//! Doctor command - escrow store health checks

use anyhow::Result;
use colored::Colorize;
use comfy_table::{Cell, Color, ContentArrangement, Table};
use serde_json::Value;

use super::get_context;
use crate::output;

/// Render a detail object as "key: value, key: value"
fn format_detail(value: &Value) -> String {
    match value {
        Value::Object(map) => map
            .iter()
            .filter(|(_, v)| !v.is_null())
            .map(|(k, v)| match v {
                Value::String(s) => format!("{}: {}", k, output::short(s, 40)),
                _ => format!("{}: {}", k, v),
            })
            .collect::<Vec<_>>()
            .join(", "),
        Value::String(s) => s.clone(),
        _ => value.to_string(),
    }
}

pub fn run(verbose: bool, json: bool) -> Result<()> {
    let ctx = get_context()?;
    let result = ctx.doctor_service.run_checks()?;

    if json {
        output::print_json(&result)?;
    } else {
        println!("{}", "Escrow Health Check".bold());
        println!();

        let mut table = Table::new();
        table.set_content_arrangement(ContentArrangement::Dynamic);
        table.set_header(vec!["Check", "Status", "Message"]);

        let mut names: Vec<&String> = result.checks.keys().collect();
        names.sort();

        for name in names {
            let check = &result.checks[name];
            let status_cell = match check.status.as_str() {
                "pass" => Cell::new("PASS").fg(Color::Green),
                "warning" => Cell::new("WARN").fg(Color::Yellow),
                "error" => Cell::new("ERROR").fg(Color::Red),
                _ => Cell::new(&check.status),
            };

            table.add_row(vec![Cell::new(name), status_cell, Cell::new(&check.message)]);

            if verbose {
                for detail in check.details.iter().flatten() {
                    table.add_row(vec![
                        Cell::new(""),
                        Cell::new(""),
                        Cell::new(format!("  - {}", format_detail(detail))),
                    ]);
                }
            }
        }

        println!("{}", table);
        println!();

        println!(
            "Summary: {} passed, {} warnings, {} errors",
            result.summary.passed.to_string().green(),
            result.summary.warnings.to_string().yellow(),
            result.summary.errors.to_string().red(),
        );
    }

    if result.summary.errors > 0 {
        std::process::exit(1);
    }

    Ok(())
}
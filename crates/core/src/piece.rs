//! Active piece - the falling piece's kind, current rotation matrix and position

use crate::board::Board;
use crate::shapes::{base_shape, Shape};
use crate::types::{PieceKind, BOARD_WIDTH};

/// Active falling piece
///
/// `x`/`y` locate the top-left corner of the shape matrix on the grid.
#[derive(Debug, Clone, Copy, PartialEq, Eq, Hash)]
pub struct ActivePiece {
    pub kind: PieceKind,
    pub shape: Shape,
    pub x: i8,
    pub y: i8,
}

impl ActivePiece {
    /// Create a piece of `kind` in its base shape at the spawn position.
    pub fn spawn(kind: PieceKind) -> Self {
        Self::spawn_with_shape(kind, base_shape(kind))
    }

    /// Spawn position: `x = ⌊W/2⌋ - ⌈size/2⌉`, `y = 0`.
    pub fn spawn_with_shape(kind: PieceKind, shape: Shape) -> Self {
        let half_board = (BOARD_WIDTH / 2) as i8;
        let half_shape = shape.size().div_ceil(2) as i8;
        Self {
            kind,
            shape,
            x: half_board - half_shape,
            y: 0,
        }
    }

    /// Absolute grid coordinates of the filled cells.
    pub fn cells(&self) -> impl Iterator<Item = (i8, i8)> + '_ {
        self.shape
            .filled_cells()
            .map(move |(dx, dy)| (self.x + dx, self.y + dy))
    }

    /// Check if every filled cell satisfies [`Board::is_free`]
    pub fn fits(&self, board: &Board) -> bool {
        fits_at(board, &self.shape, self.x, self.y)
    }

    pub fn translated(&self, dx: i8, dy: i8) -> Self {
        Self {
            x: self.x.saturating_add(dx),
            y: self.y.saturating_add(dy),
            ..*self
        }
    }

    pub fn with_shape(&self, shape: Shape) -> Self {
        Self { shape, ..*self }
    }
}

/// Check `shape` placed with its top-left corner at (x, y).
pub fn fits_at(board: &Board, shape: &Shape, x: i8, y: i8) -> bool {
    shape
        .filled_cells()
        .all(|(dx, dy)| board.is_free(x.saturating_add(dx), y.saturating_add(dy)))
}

___

## [TASK DETAILS]
Reprint the listing above. Keep every line exactly as it is.

## [EXPECTED ANSWER]
//! Doctor command - escrow store health checks

use anyhow::Result;
use colored::Colorize;
use comfy_table::{Cell, Color, ContentArrangement, Table};
use serde_json::Value;

use super::get_context;
use crate::output;

/// Render a detail object as "key: value, key: value"
fn format_detail(value: &Value) -> String {
    match value {
        Value::Object(map) => map
            .iter()
            .filter(|(_, v)| !v.is_null())
            .map(|(k, v)| match v {
                Value::String(s) => format!("{}: {}", k, output::short(s, 40)),
                _ => format!("{}: {}", k, v),
            })
            .collect::<Vec<_>>()
            .join(", "),
        Value::String(s) => s.clone(),
        _ => value.to_string(),
    }
}

pub fn run(verbose: bool, json: bool) -> Result<()> {
    let ctx = get_context()?;
    let result = ctx.doctor_service.run_checks()?;

    if json {
        output::print_json(&result)?;
    } else {
        println!("{}", "Escrow Health Check".bold());
        println!();

        let mut table = Table::new();
        table.set_content_arrangement(ContentArrangement::Dynamic);
        table.set_header(vec!["Check", "Status", "Message"]);

        let mut names: Vec<&String> = result.checks.keys().collect();
        names.sort();

        for name in names {
            let check = &result.checks[name];
            let status_cell = match check.status.as_str() {
                "pass" => Cell::new("PASS").fg(Color::Green),
                "warning" => Cell::new("WARN").fg(Color::Yellow),
                "error" => Cell::new("ERROR").fg(Color::Red),
                _ => Cell::new(&check.status),
            };

            table.add_row(vec![Cell::new(name), status_cell, Cell::new(&check.message)]);

            if verbose {
                for detail in check.details.iter().flatten() {
                    table.add_row(vec![
                        Cell::new(""),
                        Cell::new(""),
                        Cell::new(format!("  - {}", format_detail(detail))),
                    ]);
                }
            }
        }

        println!("{}", table);
        println!();

        println!(
            "Summary: {} passed, {} warnings, {} errors",
            result.summary.passed.to_string().green(),
            result.summary.warnings.to_string().yellow(),
            result.summary.errors.to_string().red(),
        );
    }

    if result.summary.errors > 0 {
        std::process::exit(1);
    }

    Ok(())
}
filename crates/core/src/piece.rs
//! Active piece - the falling piece's kind, current rotation matrix and position

use crate::board::Board;
use crate::shapes::{base_shape, Shape};
use crate::types::{PieceKind, BOARD_WIDTH};

/// Active falling piece
///
/// `x`/`y` locate the top-left corner of the shape matrix on the grid.
#[derive(Debug, Clone, Copy, PartialEq, Eq, Hash)]
pub struct ActivePiece {
    pub kind: PieceKind,
    pub shape: Shape,
    pub x: i8,
    pub y: i8,
}

impl ActivePiece {
    /// Create a piece of `kind` in its base shape at the spawn position.
    pub fn spawn(kind: PieceKind) -> Self {
        Self::spawn_with_shape(kind, base_shape(kind))
    }

    /// Spawn position: `x = ⌊W/2⌋ - ⌈size/2⌉`, `y = 0`.
    pub fn spawn_with_shape(kind: PieceKind, shape: Shape) -> Self {
        let half_board = (BOARD_WIDTH / 2) as i8;
        let half_shape = shape.size().div_ceil(2) as i8;
        Self {
            kind,
            shape,
            x: half_board - half_shape,
            y: 0,
        }
    }

    /// Absolute grid coordinates of the filled cells.
    pub fn cells(&self) -> impl Iterator<Item = (i8, i8)> + '_ {
        self.shape
            .filled_cells()
            .map(move |(dx, dy)| (self.x + dx, self.y + dy))
    }

    /// Check if every filled cell satisfies [`Board::is_free`]
    pub fn fits(&self, board: &Board) -> bool {
        fits_at(board, &self.shape, self.x, self.y)
    }

    pub fn translated(&self, dx: i8, dy: i8) -> Self {
        Self {
            x: self.x.saturating_add(dx),
            y: self.y.saturating_add(dy),
            ..*self
        }
    }

    pub fn with_shape(&self, shape: Shape) -> Self {
        Self { shape, ..*self }
    }
}

/// Check `shape` placed with its top-left corner at (x, y).
pub fn fits_at(board: &Board, shape: &Shape, x: i8, y: i8) -> bool {
    shape
        .filled_cells()
        .all(|(dx, dy)| board.is_free(x.saturating_add(dx), y.saturating_add(dy)))
}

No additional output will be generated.